Start of Task material

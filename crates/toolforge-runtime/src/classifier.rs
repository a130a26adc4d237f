//! Error classification.
//!
//! Every failure that reaches the runtime -- a module-reported
//! [`ModuleError`], a sandbox failure, a panicked task, a foreign error type
//! or a bare message -- is funnelled through [`ErrorClassifier::handle_error`]
//! and comes out as exactly one [`ModuleError`].  The classifier also scores
//! severity and packages [`ErrorReport`]s for the observability sink.

use std::any::Any;

use chrono::{DateTime, Utc};
use serde::{Deserialize, Serialize};

use crate::error::{ErrorCode, ModuleError, SandboxError};

/// Message used when a failure carries no text at all.
const UNKNOWN_ERROR_MESSAGE: &str = "unknown error";

/// Anything the runtime may have to normalize.
#[derive(Debug)]
pub enum RawFailure {
    /// Already typed; passed through.
    Module(ModuleError),
    /// Low-level sandbox or fetch failure.
    Sandbox(SandboxError),
    /// A module task panicked or was cancelled.
    Join(tokio::task::JoinError),
    /// A panic payload caught on the calling task.
    Panic(Box<dyn Any + Send>),
    /// Some other error type.
    Foreign(Box<dyn std::error::Error + Send + Sync>),
    /// A bare value with no structure beyond its text.
    Message(String),
}

impl From<ModuleError> for RawFailure {
    fn from(e: ModuleError) -> Self {
        Self::Module(e)
    }
}

impl From<SandboxError> for RawFailure {
    fn from(e: SandboxError) -> Self {
        Self::Sandbox(e)
    }
}

impl From<tokio::task::JoinError> for RawFailure {
    fn from(e: tokio::task::JoinError) -> Self {
        Self::Join(e)
    }
}

impl From<Box<dyn std::error::Error + Send + Sync>> for RawFailure {
    fn from(e: Box<dyn std::error::Error + Send + Sync>) -> Self {
        Self::Foreign(e)
    }
}

impl From<String> for RawFailure {
    fn from(s: String) -> Self {
        Self::Message(s)
    }
}

impl From<&str> for RawFailure {
    fn from(s: &str) -> Self {
        Self::Message(s.to_owned())
    }
}

/// Two-level severity used for alerting.
#[derive(Debug, Clone, Copy, PartialEq, Eq, Hash, Serialize, Deserialize)]
#[serde(rename_all = "lowercase")]
pub enum Severity {
    Critical,
    Warning,
}

/// A packaged failure for logging/metrics consumers.
#[derive(Debug, Clone, PartialEq, Serialize, Deserialize)]
pub struct ErrorReport {
    pub timestamp: DateTime<Utc>,
    pub module_id: Option<String>,
    pub error: ModuleError,
    pub severity: Severity,
    pub suggestions: Vec<String>,
}

/// Stateless failure normalizer.
#[derive(Debug, Clone, Copy, Default)]
pub struct ErrorClassifier;

impl ErrorClassifier {
    pub fn new() -> Self {
        Self
    }

    /// Normalize any failure into a [`ModuleError`] with a non-empty code,
    /// message and suggestion list.
    pub fn handle_error(&self, raw: impl Into<RawFailure>) -> ModuleError {
        let mut err = match raw.into() {
            RawFailure::Module(e) => e,
            RawFailure::Sandbox(e) => classify_sandbox(e),
            RawFailure::Join(e) if e.is_panic() => panic_error(e.into_panic()),
            RawFailure::Join(_) => {
                ModuleError::new(ErrorCode::HostRuntimeError, "module task was cancelled")
            }
            RawFailure::Panic(payload) => panic_error(payload),
            RawFailure::Foreign(e) => ModuleError::new(ErrorCode::HostRuntimeError, e.to_string()),
            RawFailure::Message(msg) => ModuleError::new(ErrorCode::HostRuntimeError, msg),
        };

        if err.message.trim().is_empty() {
            err.message = UNKNOWN_ERROR_MESSAGE.to_owned();
        }
        if err.suggestions.is_empty() {
            err.suggestions = err.code.default_suggestions();
        }
        err
    }

    /// Deterministic severity for an error code.
    pub fn severity(&self, error: &ModuleError) -> Severity {
        match error.code {
            ErrorCode::LoadFailed
            | ErrorCode::InitializationError
            | ErrorCode::CorruptionError
            | ErrorCode::IncompatibleModule
            | ErrorCode::MemoryLimitExceeded
            | ErrorCode::HostRuntimeError => Severity::Critical,
            ErrorCode::TimeoutError
            | ErrorCode::ExecutionError
            | ErrorCode::PerformanceWarning
            | ErrorCode::ModuleNotFound
            | ErrorCode::CircuitOpen
            | ErrorCode::InvalidInput
            | ErrorCode::NetworkError => Severity::Warning,
        }
    }

    /// Bundle an error for the observability sink.
    pub fn create_error_report(&self, module_id: Option<&str>, error: &ModuleError) -> ErrorReport {
        ErrorReport {
            timestamp: Utc::now(),
            module_id: module_id.map(str::to_owned),
            error: error.clone(),
            severity: self.severity(error),
            suggestions: error.suggestions.clone(),
        }
    }
}

fn panic_error(payload: Box<dyn Any + Send>) -> ModuleError {
    let text = payload
        .downcast_ref::<&str>()
        .map(|s| (*s).to_owned())
        .or_else(|| payload.downcast_ref::<String>().cloned())
        .unwrap_or_default();
    ModuleError::new(ErrorCode::HostRuntimeError, format!("module panicked: {text}"))
}

/// Map a sandbox failure onto the error taxonomy.
fn classify_sandbox(err: SandboxError) -> ModuleError {
    let message = err.to_string();
    match err {
        SandboxError::Compilation(_) => ModuleError::new(ErrorCode::CorruptionError, message),
        SandboxError::ChecksumMismatch { expected, actual } => {
            ModuleError::new(ErrorCode::CorruptionError, message)
                .with_detail("expected", expected)
                .with_detail("actual", actual)
        }
        SandboxError::Instantiation(_) => {
            ModuleError::new(ErrorCode::InitializationError, message)
        }
        SandboxError::Execution(_) | SandboxError::Trap(_) => {
            ModuleError::new(ErrorCode::ExecutionError, message)
        }
        SandboxError::FuelExhausted { budget } => {
            ModuleError::new(ErrorCode::ExecutionError, message)
                .with_detail("fuel_budget", budget)
                .with_suggestions([
                    "The program did not finish within its instruction budget",
                    "Check for infinite loops or reduce the workload",
                ])
        }
        SandboxError::Timeout { limit_ms } => {
            ModuleError::new(ErrorCode::TimeoutError, message).with_detail("timeout_ms", limit_ms)
        }
        SandboxError::MemoryLimit { requested, limit } => {
            ModuleError::new(ErrorCode::MemoryLimitExceeded, message)
                .with_detail("requested", requested as u64)
                .with_detail("limit", limit as u64)
        }
        SandboxError::Fetch(_) | SandboxError::Io(_) => {
            ModuleError::new(ErrorCode::NetworkError, message)
        }
    }
}

impl From<SandboxError> for ModuleError {
    fn from(err: SandboxError) -> Self {
        classify_sandbox(err)
    }
}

End of Task material

**Problem description:**
Nothing may be left out. Retype all the entries exactly.

**Solution:**
filename crates/toolforge-runtime/src/classifier.rs
repository a130a26adc4d237f
//! Error classification.
//!
//! Every failure that reaches the runtime -- a module-reported
//! [`ModuleError`], a sandbox failure, a panicked task, a foreign error type
//! or a bare message -- is funnelled through [`ErrorClassifier::handle_error`]
//! and comes out as exactly one [`ModuleError`].  The classifier also scores
//! severity and packages [`ErrorReport`]s for the observability sink.

use std::any::Any;

use chrono::{DateTime, Utc};
use serde::{Deserialize, Serialize};

use crate::error::{ErrorCode, ModuleError, SandboxError};

/// Message used when a failure carries no text at all.
const UNKNOWN_ERROR_MESSAGE: &str = "unknown error";

/// Anything the runtime may have to normalize.
#[derive(Debug)]
pub enum RawFailure {
    /// Already typed; passed through.
    Module(ModuleError),
    /// Low-level sandbox or fetch failure.
    Sandbox(SandboxError),
    /// A module task panicked or was cancelled.
    Join(tokio::task::JoinError),
    /// A panic payload caught on the calling task.
    Panic(Box<dyn Any + Send>),
    /// Some other error type.
    Foreign(Box<dyn std::error::Error + Send + Sync>),
    /// A bare value with no structure beyond its text.
    Message(String),
}

impl From<ModuleError> for RawFailure {
    fn from(e: ModuleError) -> Self {
        Self::Module(e)
    }
}

impl From<SandboxError> for RawFailure {
    fn from(e: SandboxError) -> Self {
        Self::Sandbox(e)
    }
}

impl From<tokio::task::JoinError> for RawFailure {
    fn from(e: tokio::task::JoinError) -> Self {
        Self::Join(e)
    }
}

impl From<Box<dyn std::error::Error + Send + Sync>> for RawFailure {
    fn from(e: Box<dyn std::error::Error + Send + Sync>) -> Self {
        Self::Foreign(e)
    }
}

impl From<String> for RawFailure {
    fn from(s: String) -> Self {
        Self::Message(s)
    }
}

impl From<&str> for RawFailure {
    fn from(s: &str) -> Self {
        Self::Message(s.to_owned())
    }
}

/// Two-level severity used for alerting.
#[derive(Debug, Clone, Copy, PartialEq, Eq, Hash, Serialize, Deserialize)]
#[serde(rename_all = "lowercase")]
pub enum Severity {
    Critical,
    Warning,
}

/// A packaged failure for logging/metrics consumers.
#[derive(Debug, Clone, PartialEq, Serialize, Deserialize)]
pub struct ErrorReport {
    pub timestamp: DateTime<Utc>,
    pub module_id: Option<String>,
    pub error: ModuleError,
    pub severity: Severity,
    pub suggestions: Vec<String>,
}

/// Stateless failure normalizer.
#[derive(Debug, Clone, Copy, Default)]
pub struct ErrorClassifier;

impl ErrorClassifier {
    pub fn new() -> Self {
        Self
    }

    /// Normalize any failure into a [`ModuleError`] with a non-empty code,
    /// message and suggestion list.
    pub fn handle_error(&self, raw: impl Into<RawFailure>) -> ModuleError {
        let mut err = match raw.into() {
            RawFailure::Module(e) => e,
            RawFailure::Sandbox(e) => classify_sandbox(e),
            RawFailure::Join(e) if e.is_panic() => panic_error(e.into_panic()),
            RawFailure::Join(_) => {
                ModuleError::new(ErrorCode::HostRuntimeError, "module task was cancelled")
            }
            RawFailure::Panic(payload) => panic_error(payload),
            RawFailure::Foreign(e) => ModuleError::new(ErrorCode::HostRuntimeError, e.to_string()),
            RawFailure::Message(msg) => ModuleError::new(ErrorCode::HostRuntimeError, msg),
        };

        if err.message.trim().is_empty() {
            err.message = UNKNOWN_ERROR_MESSAGE.to_owned();
        }
        if err.suggestions.is_empty() {
            err.suggestions = err.code.default_suggestions();
        }
        err
    }

    /// Deterministic severity for an error code.
    pub fn severity(&self, error: &ModuleError) -> Severity {
        match error.code {
            ErrorCode::LoadFailed
            | ErrorCode::InitializationError
            | ErrorCode::CorruptionError
            | ErrorCode::IncompatibleModule
            | ErrorCode::MemoryLimitExceeded
            | ErrorCode::HostRuntimeError => Severity::Critical,
            ErrorCode::TimeoutError
            | ErrorCode::ExecutionError
            | ErrorCode::PerformanceWarning
            | ErrorCode::ModuleNotFound
            | ErrorCode::CircuitOpen
            | ErrorCode::InvalidInput
            | ErrorCode::NetworkError => Severity::Warning,
        }
    }

    /// Bundle an error for the observability sink.
    pub fn create_error_report(&self, module_id: Option<&str>, error: &ModuleError) -> ErrorReport {
        ErrorReport {
            timestamp: Utc::now(),
            module_id: module_id.map(str::to_owned),
            error: error.clone(),
            severity: self.severity(error),
            suggestions: error.suggestions.clone(),
        }
    }
}

fn panic_error(payload: Box<dyn Any + Send>) -> ModuleError {
    let text = payload
        .downcast_ref::<&str>()
        .map(|s| (*s).to_owned())
        .or_else(|| payload.downcast_ref::<String>().cloned())
        .unwrap_or_default();
    ModuleError::new(ErrorCode::HostRuntimeError, format!("module panicked: {text}"))
}

/// Map a sandbox failure onto the error taxonomy.
fn classify_sandbox(err: SandboxError) -> ModuleError {
    let message = err.to_string();
    match err {
        SandboxError::Compilation(_) => ModuleError::new(ErrorCode::CorruptionError, message),
        SandboxError::ChecksumMismatch { expected, actual } => {
            ModuleError::new(ErrorCode::CorruptionError, message)
                .with_detail("expected", expected)
                .with_detail("actual", actual)
        }
        SandboxError::Instantiation(_) => {
            ModuleError::new(ErrorCode::InitializationError, message)
        }
        SandboxError::Execution(_) | SandboxError::Trap(_) => {
            ModuleError::new(ErrorCode::ExecutionError, message)
        }
        SandboxError::FuelExhausted { budget } => {
            ModuleError::new(ErrorCode::ExecutionError, message)
                .with_detail("fuel_budget", budget)
                .with_suggestions([
                    "The program did not finish within its instruction budget",
                    "Check for infinite loops or reduce the workload",
                ])
        }
        SandboxError::Timeout { limit_ms } => {
            ModuleError::new(ErrorCode::TimeoutError, message).with_detail("timeout_ms", limit_ms)
        }
        SandboxError::MemoryLimit { requested, limit } => {
            ModuleError::new(ErrorCode::MemoryLimitExceeded, message)
                .with_detail("requested", requested as u64)
                .with_detail("limit", limit as u64)
        }
        SandboxError::Fetch(_) | SandboxError::Io(_) => {
            ModuleError::new(ErrorCode::NetworkError, message)
        }
    }
}

impl From<SandboxError> for ModuleError {
    fn from(err: SandboxError) -> Self {
        classify_sandbox(err)
    }
}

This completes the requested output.